__Work order__: Please restate the entire listing verbatim.

__The input__:

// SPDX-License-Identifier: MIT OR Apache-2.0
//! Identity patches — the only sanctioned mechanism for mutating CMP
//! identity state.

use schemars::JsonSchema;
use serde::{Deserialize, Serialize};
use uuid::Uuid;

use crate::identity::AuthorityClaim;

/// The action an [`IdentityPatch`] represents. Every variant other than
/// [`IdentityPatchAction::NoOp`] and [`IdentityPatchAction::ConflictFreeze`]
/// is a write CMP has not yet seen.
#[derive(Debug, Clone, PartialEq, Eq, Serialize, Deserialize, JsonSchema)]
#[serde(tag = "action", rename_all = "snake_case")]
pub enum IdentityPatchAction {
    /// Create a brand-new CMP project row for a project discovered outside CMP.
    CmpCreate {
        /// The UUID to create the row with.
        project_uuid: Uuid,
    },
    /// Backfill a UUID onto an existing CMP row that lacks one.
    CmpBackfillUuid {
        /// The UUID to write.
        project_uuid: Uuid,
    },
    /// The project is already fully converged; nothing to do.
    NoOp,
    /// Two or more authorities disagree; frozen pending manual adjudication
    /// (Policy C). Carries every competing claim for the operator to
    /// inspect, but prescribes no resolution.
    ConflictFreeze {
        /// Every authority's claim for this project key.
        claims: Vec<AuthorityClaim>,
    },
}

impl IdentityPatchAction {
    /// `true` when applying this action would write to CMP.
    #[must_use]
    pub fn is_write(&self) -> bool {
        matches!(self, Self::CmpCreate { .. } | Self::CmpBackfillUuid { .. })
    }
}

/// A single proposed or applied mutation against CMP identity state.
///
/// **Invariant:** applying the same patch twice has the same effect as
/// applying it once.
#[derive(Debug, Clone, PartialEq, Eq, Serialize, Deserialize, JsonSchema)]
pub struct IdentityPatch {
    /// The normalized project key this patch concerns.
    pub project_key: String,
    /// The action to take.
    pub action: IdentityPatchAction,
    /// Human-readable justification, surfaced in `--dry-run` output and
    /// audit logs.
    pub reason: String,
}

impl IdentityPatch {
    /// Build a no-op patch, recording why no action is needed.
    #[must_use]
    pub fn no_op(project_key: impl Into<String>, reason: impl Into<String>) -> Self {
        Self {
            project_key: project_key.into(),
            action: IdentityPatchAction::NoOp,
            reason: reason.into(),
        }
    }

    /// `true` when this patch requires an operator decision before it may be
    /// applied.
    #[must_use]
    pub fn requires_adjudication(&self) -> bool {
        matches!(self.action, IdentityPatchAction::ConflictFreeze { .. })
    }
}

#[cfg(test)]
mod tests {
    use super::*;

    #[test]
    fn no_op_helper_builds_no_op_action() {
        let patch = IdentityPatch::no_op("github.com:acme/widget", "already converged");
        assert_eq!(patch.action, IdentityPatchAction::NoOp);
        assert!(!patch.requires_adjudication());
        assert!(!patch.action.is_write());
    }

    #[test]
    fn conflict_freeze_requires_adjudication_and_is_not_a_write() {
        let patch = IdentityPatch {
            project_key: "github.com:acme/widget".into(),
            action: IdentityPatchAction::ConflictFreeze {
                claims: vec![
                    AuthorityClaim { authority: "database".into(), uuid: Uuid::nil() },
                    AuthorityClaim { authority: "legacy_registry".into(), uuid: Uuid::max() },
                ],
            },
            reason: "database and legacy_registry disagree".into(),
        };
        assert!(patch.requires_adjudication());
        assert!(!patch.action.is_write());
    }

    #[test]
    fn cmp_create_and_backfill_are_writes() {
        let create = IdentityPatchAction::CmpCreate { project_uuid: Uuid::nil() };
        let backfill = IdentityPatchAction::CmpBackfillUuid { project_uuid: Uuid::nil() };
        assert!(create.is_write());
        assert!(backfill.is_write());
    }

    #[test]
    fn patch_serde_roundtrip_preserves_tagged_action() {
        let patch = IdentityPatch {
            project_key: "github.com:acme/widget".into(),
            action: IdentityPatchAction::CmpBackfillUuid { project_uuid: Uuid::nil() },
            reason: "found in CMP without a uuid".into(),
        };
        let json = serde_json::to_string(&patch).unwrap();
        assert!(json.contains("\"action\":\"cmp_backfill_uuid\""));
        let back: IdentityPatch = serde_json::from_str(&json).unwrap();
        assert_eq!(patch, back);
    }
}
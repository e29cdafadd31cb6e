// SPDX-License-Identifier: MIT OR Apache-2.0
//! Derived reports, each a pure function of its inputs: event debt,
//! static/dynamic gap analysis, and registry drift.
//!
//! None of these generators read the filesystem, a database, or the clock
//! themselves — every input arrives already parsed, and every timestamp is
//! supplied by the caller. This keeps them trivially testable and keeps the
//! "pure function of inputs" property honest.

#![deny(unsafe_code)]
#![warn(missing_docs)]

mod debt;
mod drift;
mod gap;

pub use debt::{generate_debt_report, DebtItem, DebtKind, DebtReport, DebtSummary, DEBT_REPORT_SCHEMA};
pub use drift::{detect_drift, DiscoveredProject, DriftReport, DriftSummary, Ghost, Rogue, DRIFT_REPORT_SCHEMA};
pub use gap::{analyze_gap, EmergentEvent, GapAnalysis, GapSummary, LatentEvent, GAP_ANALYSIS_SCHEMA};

__Task result__:
// SPDX-License-Identifier: MIT OR Apache-2.0
//! Identity patches — the only sanctioned mechanism for mutating CMP
//! identity state.

use schemars::JsonSchema;
use serde::{Deserialize, Serialize};
use uuid::Uuid;

use crate::identity::AuthorityClaim;

/// The action an [`IdentityPatch`] represents. Every variant other than
/// [`IdentityPatchAction::NoOp`] and [`IdentityPatchAction::ConflictFreeze`]
/// is a write CMP has not yet seen.
#[derive(Debug, Clone, PartialEq, Eq, Serialize, Deserialize, JsonSchema)]
#[serde(tag = "action", rename_all = "snake_case")]
pub enum IdentityPatchAction {
    /// Create a brand-new CMP project row for a project discovered outside CMP.
    CmpCreate {
        /// The UUID to create the row with.
        project_uuid: Uuid,
    },
    /// Backfill a UUID onto an existing CMP row that lacks one.
    CmpBackfillUuid {
        /// The UUID to write.
        project_uuid: Uuid,
    },
    /// The project is already fully converged; nothing to do.
    NoOp,
    /// Two or more authorities disagree; frozen pending manual adjudication
    /// (Policy C). Carries every competing claim for the operator to
    /// inspect, but prescribes no resolution.
    ConflictFreeze {
        /// Every authority's claim for this project key.
        claims: Vec<AuthorityClaim>,
    },
}

impl IdentityPatchAction {
    /// `true` when applying this action would write to CMP.
    #[must_use]
    pub fn is_write(&self) -> bool {
        matches!(self, Self::CmpCreate { .. } | Self::CmpBackfillUuid { .. })
    }
}

/// A single proposed or applied mutation against CMP identity state.
///
/// **Invariant:** applying the same patch twice has the same effect as
/// applying it once.
#[derive(Debug, Clone, PartialEq, Eq, Serialize, Deserialize, JsonSchema)]
pub struct IdentityPatch {
    /// The normalized project key this patch concerns.
    pub project_key: String,
    /// The action to take.
    pub action: IdentityPatchAction,
    /// Human-readable justification, surfaced in `--dry-run` output and
    /// audit logs.
    pub reason: String,
}

impl IdentityPatch {
    /// Build a no-op patch, recording why no action is needed.
    #[must_use]
    pub fn no_op(project_key: impl Into<String>, reason: impl Into<String>) -> Self {
        Self {
            project_key: project_key.into(),
            action: IdentityPatchAction::NoOp,
            reason: reason.into(),
        }
    }

    /// `true` when this patch requires an operator decision before it may be
    /// applied.
    #[must_use]
    pub fn requires_adjudication(&self) -> bool {
        matches!(self.action, IdentityPatchAction::ConflictFreeze { .. })
    }
}

#[cfg(test)]
mod tests {
    use super::*;

    #[test]
    fn no_op_helper_builds_no_op_action() {
        let patch = IdentityPatch::no_op("github.com:acme/widget", "already converged");
        assert_eq!(patch.action, IdentityPatchAction::NoOp);
        assert!(!patch.requires_adjudication());
        assert!(!patch.action.is_write());
    }

    #[test]
    fn conflict_freeze_requires_adjudication_and_is_not_a_write() {
        let patch = IdentityPatch {
            project_key: "github.com:acme/widget".into(),
            action: IdentityPatchAction::ConflictFreeze {
                claims: vec![
                    AuthorityClaim { authority: "database".into(), uuid: Uuid::nil() },
                    AuthorityClaim { authority: "legacy_registry".into(), uuid: Uuid::max() },
                ],
            },
            reason: "database and legacy_registry disagree".into(),
        };
        assert!(patch.requires_adjudication());
        assert!(!patch.action.is_write());
    }

    #[test]
    fn cmp_create_and_backfill_are_writes() {
        let create = IdentityPatchAction::CmpCreate { project_uuid: Uuid::nil() };
        let backfill = IdentityPatchAction::CmpBackfillUuid { project_uuid: Uuid::nil() };
        assert!(create.is_write());
        assert!(backfill.is_write());
    }

    #[test]
    fn patch_serde_roundtrip_preserves_tagged_action() {
        let patch = IdentityPatch {
            project_key: "github.com:acme/widget".into(),
            action: IdentityPatchAction::CmpBackfillUuid { project_uuid: Uuid::nil() },
            reason: "found in CMP without a uuid".into(),
        };
        let json = serde_json::to_string(&patch).unwrap();
        assert!(json.contains("\"action\":\"cmp_backfill_uuid\""));
        let back: IdentityPatch = serde_json::from_str(&json).unwrap();
        assert_eq!(patch, back);
    }
}
repository e29cdafadd31cb6e
// SPDX-License-Identifier: MIT OR Apache-2.0
//! Derived reports, each a pure function of its inputs: event debt,
//! static/dynamic gap analysis, and registry drift.
//!
//! None of these generators read the filesystem, a database, or the clock
//! themselves — every input arrives already parsed, and every timestamp is
//! supplied by the caller. This keeps them trivially testable and keeps the
//! "pure function of inputs" property honest.

#![deny(unsafe_code)]
#![warn(missing_docs)]

mod debt;
mod drift;
mod gap;

pub use debt::{generate_debt_report, DebtItem, DebtKind, DebtReport, DebtSummary, DEBT_REPORT_SCHEMA};
pub use drift::{detect_drift, DiscoveredProject, DriftReport, DriftSummary, Ghost, Rogue, DRIFT_REPORT_SCHEMA};
pub use gap::{analyze_gap, EmergentEvent, GapAnalysis, GapSummary, LatentEvent, GAP_ANALYSIS_SCHEMA};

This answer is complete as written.